El título completo de esta ópera es Únicamente la verdad, la auténtica historia de Camelia La Tejana (2004). Pero, como ocurre siempre con los nombres muy largos, la gente ya lo simplifica y se refiere a ella como Camelia La Tejana. La obra es de Gabriela Ortiz (México 1964).
Luego de ver el ensayo general y la primera función de esta compleja obra en el teatro Julio Castillo, atrás del Auditorio Nacional, se le augura un gran éxito, no por sus méritos musicales y artísticos –que no son pocos–, sino por el tema de lacerante actualidad que maneja: la migración ilegal de mexicanos hacia Estados Unidos, el narcotráfico, contrabando y crimen organizado. Ese bajo mundo donde “la vida no vale nada”. El estreno mundial de Camelia La Tejana fue en Indiana, Estados Unidos, en 2008.
La autora no está convencida de que ésta sea una ópera, ella la llama “ópera y corrido/documental experimental”, según explicó la semana pasada en estas mismas páginas a Columba Vértiz. El libreto tampoco es un libreto; es una compilación de textos periodísticos sobre Camelia, pero funciona. Inconexo como es, mantiene sin embargo un hilo conductor. No cumple con la estructura de la obra teatral convencional; es en todo caso lo que el pedagogo teatral ruso Stanislawsky (1863-1938) llama “una pieza”; no hay conflicto ni desenlace, es sólo una pedazo de vida. Este libreto sui generis es obra de Rubén Ortiz, hermano de la compositora.

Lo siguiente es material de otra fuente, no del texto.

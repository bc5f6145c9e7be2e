//! Error type shared by every stage of the corpus pipeline.

use std::{io, path::{Path, PathBuf}};

use images::png::base::ImageError;
use tesseract_lib::{commands::ToolError, fs::FsError};
use thiserror::Error;

#[derive(Debug, Error)]
pub enum PipelineError {
    #[error("invalid configuration: {0}")]
    InvalidConfig(String),

    #[error("invalid label pattern: {0}")]
    InvalidPattern(#[from] regex::Error),

    #[error("input directory {0} is not found")]
    InputDirMissing(PathBuf),

    #[error("no valid samples: nothing in the input directory matched the label pattern")]
    EmptyDataset,

    #[error("not enough training images: found {found}, need at least {required}")]
    InsufficientTrainData { found: usize, required: usize },

    #[error("not enough test images: found {found}, need at least {required}")]
    InsufficientTestData { found: usize, required: usize },

    #[error("evaluation manifest {0} is missing or empty")]
    ManifestWrite(PathBuf),

    #[error("trained model {0} was not found after training")]
    ArtifactMissing(PathBuf),

    #[error(transparent)]
    Tool(#[from] ToolError),

    #[error(transparent)]
    Fs(#[from] FsError),

    #[error(transparent)]
    Image(#[from] ImageError),

    #[error("{path}: {source}")]
    Io {
        path: PathBuf,
        #[source]
        source: io::Error,
    },

    #[error("configuration JSON: {0}")]
    Json(#[from] serde_json::Error),

    #[error("evaluation report: {0}")]
    Csv(#[from] csv::Error),
}

impl PipelineError {
    pub fn io<P: AsRef<Path>>(path: P, source: io::Error) -> Self {
        Self::Io { path: path.as_ref().to_path_buf(), source }
    }

    /// Process exit status for this error. Every fatal dataset condition has
    /// its own code.
    pub fn exit_code(&self) -> i32 {
        match self {
            Self::InvalidConfig(_) | Self::InvalidPattern(_) => 2,
            Self::InputDirMissing(_) => 3,
            Self::EmptyDataset => 4,
            Self::InsufficientTrainData { .. } => 5,
            Self::InsufficientTestData { .. } => 6,
            Self::ManifestWrite(_) => 7,
            Self::ArtifactMissing(_) => 8,
            Self::Tool(_) => 9,
            Self::Fs(_) | Self::Image(_) | Self::Io { .. } | Self::Json(_) | Self::Csv(_) => 1,
        }
    }
}

pub type Result<T> = std::result::Result<T, PipelineError>;
//! Auxiliary language resources derived from the configured alphabet.

use std::{fs, path::{Path, PathBuf}};

use tesseract_lib::fs::dir_exists;
use tracing::info;

use crate::{config::LANGDATA_DIR, error::{PipelineError, Result}};

pub const UNICHARSET_NAME: &str = "unicharset";
pub const NUMBERS_NAME: &str = "numbers";
pub const PUNC_NAME: &str = "punc";
pub const WORDLIST_NAME: &str = "wordlist";

pub const NUMBERS: &str = "0123456789";
pub const PUNC: &str = ".";
pub const WORDLIST: &str = "0";

#[derive(Clone, Debug, PartialEq)]
pub struct LangdataPaths {
    pub unicharset: PathBuf,
    pub numbers: PathBuf,
    pub punc: PathBuf,
    pub wordlist: PathBuf,
}

impl LangdataPaths {
    pub fn under(output_base: &Path) -> Self {
        Self {
            unicharset: output_base.join(LANGDATA_DIR).join(UNICHARSET_NAME),
            numbers: output_base.join(NUMBERS_NAME),
            punc: output_base.join(PUNC_NAME),
            wordlist: output_base.join(WORDLIST_NAME),
        }
    }
}

/// One alphabet token per line.
pub fn unicharset_contents(alphabet: &str) -> String {
    alphabet.split_whitespace().map(|token| format!("{}\n", token)).collect()
}

pub fn write_langdata(output_base: &Path, alphabet: &str) -> Result<LangdataPaths> {
    let paths = LangdataPaths::under(output_base);
    dir_exists(output_base.join(LANGDATA_DIR), true)?;

    let files = [
        (&paths.unicharset, unicharset_contents(alphabet)),
        (&paths.numbers, format!("{}\n", NUMBERS)),
        (&paths.punc, format!("{}\n", PUNC)),
        (&paths.wordlist, format!("{}\n", WORDLIST)),
    ];
    for (path, contents) in files {
        fs::write(path, contents).map_err(|err| PipelineError::io(path, err))?;
    }
    info!(unicharset = %paths.unicharset.display(), "language resources written");
    Ok(paths)
}

#[cfg(test)]
mod tests {
    use super::*;

    #[test]
    fn unicharset_has_one_token_per_line() {
        assert_eq!(unicharset_contents("0 1  2\tB"), "0\n1\n2\nB\n");
    }

    #[test]
    fn writes_all_four_files() {
        let tmp = tempfile::tempdir().unwrap();
        let paths = write_langdata(tmp.path(), "0 1 2 . A").unwrap();
        assert_eq!(fs::read_to_string(&paths.unicharset).unwrap().lines().count(), 5);
        assert_eq!(fs::read_to_string(&paths.numbers).unwrap().trim(), NUMBERS);
        assert_eq!(fs::read_to_string(&paths.punc).unwrap().trim(), PUNC);
        assert_eq!(fs::read_to_string(&paths.wordlist).unwrap().trim(), WORDLIST);
        assert_eq!(paths.unicharset, tmp.path().join("langdata").join("unicharset"));
    }
}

Para quienes no estén habituados a la llamada música contemporánea o música nueva, esta obra puede resultar en exceso difícil, por decir lo menos. Es, sin embargo, un fascinante trabajo de equipo, con escenografía, vestuario y puesta escénica (Mario Espinosa) de 10 de calificación. La pequeña orquesta y el coro, también de 10, así como el desempeño de la protagonista Nieves Navarro, soprano dramática mexicana que merece más oportunidades de desarrollar su carrera; ojalá que éste sea ya su despegue. Ella hace de maravilla al complejo personaje que termina cantando casi a capella el ya célebre corrido que lleva su nombre y apodo, lo que requiere que la intérprete esté más que familiarizada con la música popular. Navarro ha cantado en Europa con gran éxito varios protagónicos; pero no ha sido aún profeta en su tierra.
Y muy bien el director-concertador José Areán, quien platicando para Proceso se dijo muy complacido por los excelentes resultados musicales de la orquesta, coro y solistas, en esta obra que no es para nada fácil.
No deja de ser contradictorio que un personaje del que se dice era bailarina de cabaret, prostituta, asesina, contrabandista, narco y otras chuladas más, sea un auténtico ídolo popular. Condición que le confirieron, sin duda, los corridos Contrabando y traición o Camelia la Tejana, de Ángel El Tucán Gutiérrez (éxito de Los Tigres del Norte), y la película con Ana Luisa Peluffo y Valentín Trujillo (1976). Pero es que, aunado a todos esos apelativos, Camelia es rebelde, luchona, enamorada, valiente y vengativa, y eso es lo que la vuelve fascinante.
Hace no mucho tiempo, a México se le relacionaba en el extranjero con las playas de ensueño, ruinas arqueológicas y turismo de primera; hoy, con el narco y el crimen organizado. Y esta obra que –repito– será un boom contribuye a reafirmar esa triste realidad mexicana. Pero, ojo, no es una apología del narco, aclara el director José Areán: ¡Todo lo contrario!
La música contiene momentos de cumbia, corrido, norteñas y otros ritmos y estilos que contribuyen a crear un ambiente fronterizo característico. Hay además bailes, video, foto fija, sonidos grabados: todo un espectáculo en un solo acto de 80 minutos de duración, donde el público que abarrotó la sala la pasó muy bien.
Hay que mencionar la sobresaliente actuación del barítono Armando Gamma y de Guillermo Ruiz, dos de las mejores voces mexicanas en la cuerda de barítono.